This week’s Rotarian spotlight is on a member who was raised in Valentine, Nebraska.  His first job was working for his parents at their feed and trucking company, but his first paid gig was working in the hayfield on ranches and was paid somewhere around $150 a month. 
He graduated from Valentine high school in 1969, with a class of 60 fellow Valentine Badgers.  After high school he went on to college at Kearney State, now the University of Nebraska at Kearney.  In college he joined the ROTC program and served as an equipment manager for the football team, both ventures in part to help pay for college.  Little did he know at the time that his future wife was right behind him at games, serving as a cheerleader.  He would later meet her at a fraternity/sorority social gathering at a pool hall in Kearney. 
After ROTC he moved on to join the Army Reserves and had he graduated 6 months earlier than he did, he would likely have been sent to Vietnam.  After graduation, he went to work for the Twin Platte Natural Resource District (called Conservation Districts in Wyoming).  Working in this career led him to live in several communities across Western Nebraska. 
In the late 1980’s Brent Lathrop made the decision to pursue a private sector career in natural resource conservation.   In 1989, he moved from North Platte, Nebraska, on to Lincoln, to get a graduate degree.  While studying in Lincoln he was able to secure a Legislative Assistant role in the Nebraska Legislature for Senator David Bernard-Stevens, whom he happened to know in North Platte. 

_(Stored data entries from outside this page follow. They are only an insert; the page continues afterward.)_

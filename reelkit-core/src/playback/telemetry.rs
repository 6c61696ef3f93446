//! Playback telemetry for buffering detection
//!
//! Consumes player status ticks and derives buffering-event count and
//! cumulative buffering duration since the last reset. The monitor must be
//! reset at session start and immediately after any quality change, so the
//! decision engine always evaluates fresh evidence.
//!
//! Every public operation delegates to an `*_at` variant taking an explicit
//! `Instant`, which keeps the buffering-interval arithmetic deterministic in
//! tests. Status processing assumes monotonic, non-overlapping timestamps.

use std::time::{Duration, Instant};

use crate::config::PlaybackConfig;

/// One player status tick from the playback surface
#[derive(Debug, Clone, Copy, PartialEq, Eq)]
pub struct PlayerStatus {
    pub is_buffering: bool,
    pub is_loaded: bool,
}

/// Snapshot of the current session's buffering behavior
#[derive(Debug, Clone, Copy, PartialEq)]
pub struct TelemetryStats {
    pub playback_duration: Duration,
    pub buffering_count: u32,
    /// Includes an in-flight buffering interval up to the snapshot time
    pub total_buffering: Duration,
    pub buffering_ratio: f64,
}

/// Verdict from one telemetry evaluation.
///
/// `should_reduce` and `should_increase` are mutually exclusive by
/// construction of the thresholds; both false is the stable state.
#[derive(Debug, Clone, Copy)]
pub struct TelemetryVerdict {
    pub should_reduce: bool,
    pub should_increase: bool,
    pub stats: TelemetryStats,
}

/// Tracks one playback session's buffering behavior
#[derive(Debug)]
pub struct PlaybackTelemetryMonitor {
    config: PlaybackConfig,
    session_start: Instant,
    buffering_count: u32,
    buffering_started: Option<Instant>,
    total_buffering: Duration,
    currently_buffering: bool,
}

impl PlaybackTelemetryMonitor {
    pub fn new(config: PlaybackConfig) -> Self {
        Self {
            config,
            session_start: Instant::now(),
            buffering_count: 0,
            buffering_started: None,
            total_buffering: Duration::ZERO,
            currently_buffering: false,
        }
    }

    /// Clear all counters and restart the session clock
    pub fn reset(&mut self) {
        self.reset_at(Instant::now());
    }

    pub fn reset_at(&mut self, now: Instant) {
        self.session_start = now;
        self.buffering_count = 0;
        self.buffering_started = None;
        self.total_buffering = Duration::ZERO;
        self.currently_buffering = false;
    }

    /// Process one player status tick
    pub fn on_status(&mut self, status: PlayerStatus) {
        self.on_status_at(status, Instant::now());
    }

    pub fn on_status_at(&mut self, status: PlayerStatus, now: Instant) {
        // Ticks before the player has loaded carry no buffering signal
        if !status.is_loaded {
            return;
        }

        match (self.currently_buffering, status.is_buffering) {
            (false, true) => {
                self.buffering_count += 1;
                self.buffering_started = Some(now);
                self.currently_buffering = true;
            }
            (true, false) => {
                if let Some(started) = self.buffering_started.take() {
                    self.total_buffering += now.saturating_duration_since(started);
                }
                self.currently_buffering = false;
            }
            // Repeated identical states never double count
            (true, true) | (false, false) => {}
        }
    }

    /// Snapshot the session stats as of `now`
    pub fn stats_at(&self, now: Instant) -> TelemetryStats {
        let playback_duration = now.saturating_duration_since(self.session_start);

        let mut total_buffering = self.total_buffering;
        if let Some(started) = self.buffering_started {
            total_buffering += now.saturating_duration_since(started);
        }

        let buffering_ratio = if playback_duration.is_zero() {
            0.0
        } else {
            total_buffering.as_secs_f64() / playback_duration.as_secs_f64()
        };

        TelemetryStats {
            playback_duration,
            buffering_count: self.buffering_count,
            total_buffering,
            buffering_ratio,
        }
    }

    /// Evaluate the session against the reduce/increase thresholds
    pub fn analyze(&self) -> TelemetryVerdict {
        self.analyze_at(Instant::now())
    }

    pub fn analyze_at(&self, now: Instant) -> TelemetryVerdict {
        let stats = self.stats_at(now);
        let (should_reduce, should_increase) = evaluate(&self.config, &stats);

        TelemetryVerdict {
            should_reduce,
            should_increase,
            stats,
        }
    }
}

/// Threshold rules shared by analyze() and the property tests
fn evaluate(config: &PlaybackConfig, stats: &TelemetryStats) -> (bool, bool) {
    let should_reduce = (stats.playback_duration > config.reduce_min_playback
        && stats.buffering_count >= config.reduce_buffering_count)
        || (stats.playback_duration > config.ratio_min_playback
            && stats.buffering_ratio > config.reduce_buffering_ratio);

    let should_increase = stats.playback_duration > config.increase_min_playback
        && stats.buffering_count <= config.increase_max_buffering_count
        && stats.buffering_ratio < config.increase_max_buffering_ratio;

    (should_reduce, should_increase)
}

In 1990, in the midst of his graduate degree studies, he was called up for Operation Desert Storm.  This deployment took him to Texas where he served in logistics and was responsible for shipping ~25,000 troops to and from the Middle East. 
After his deployment and completion of his graduate program, he went to work for The Nature Conservancy, which he recently retired from.  His conservancy work has led to many projects that he is very proud of as they involved protecting several endangered species, and his work to protect them will go on in perpetuity.   
Our Cheyenne Rotary Club is the 4th club of which Brent Lathrop has been a member.  He had previously been a member of clubs in North Platte, Geneva, and Aurora, Nebraska.  One of his most memorable experiences with Rotary has been working with the Youth Exchange program, which he was part of for over 15 years. The Lathrop’s have hosted 7 exchange students.  
Perhaps one of Brent’s greatest accomplishments was serving as 2020/2021 President of the Cheyenne Rotary Club during the Covid outbreak.  This was a test with many moving parts, but he was able to help navigate those times with a terrific board and officers coupled with patience and a keen eye for implementing creative approaches to maintaining our meeting structure.  
Brent and his wife Denise have two children, a daughter in Sioux Falls, South Dakota, and a son in Augusta, Georgia, and have four grandchildren.  He is proud of the World Service Projects that he has been a part of within Rotary International and he considers it a privilege to be of service to mankind through this organization.
And last but certainly not least, his favorite meal was his mom’s fried chicken and gravy ……with a little Nebraska Corn-on-the-Cob of course! 
Fellow Rotarians, please stand and honor Rotarian of the Week, Brent Lathrop.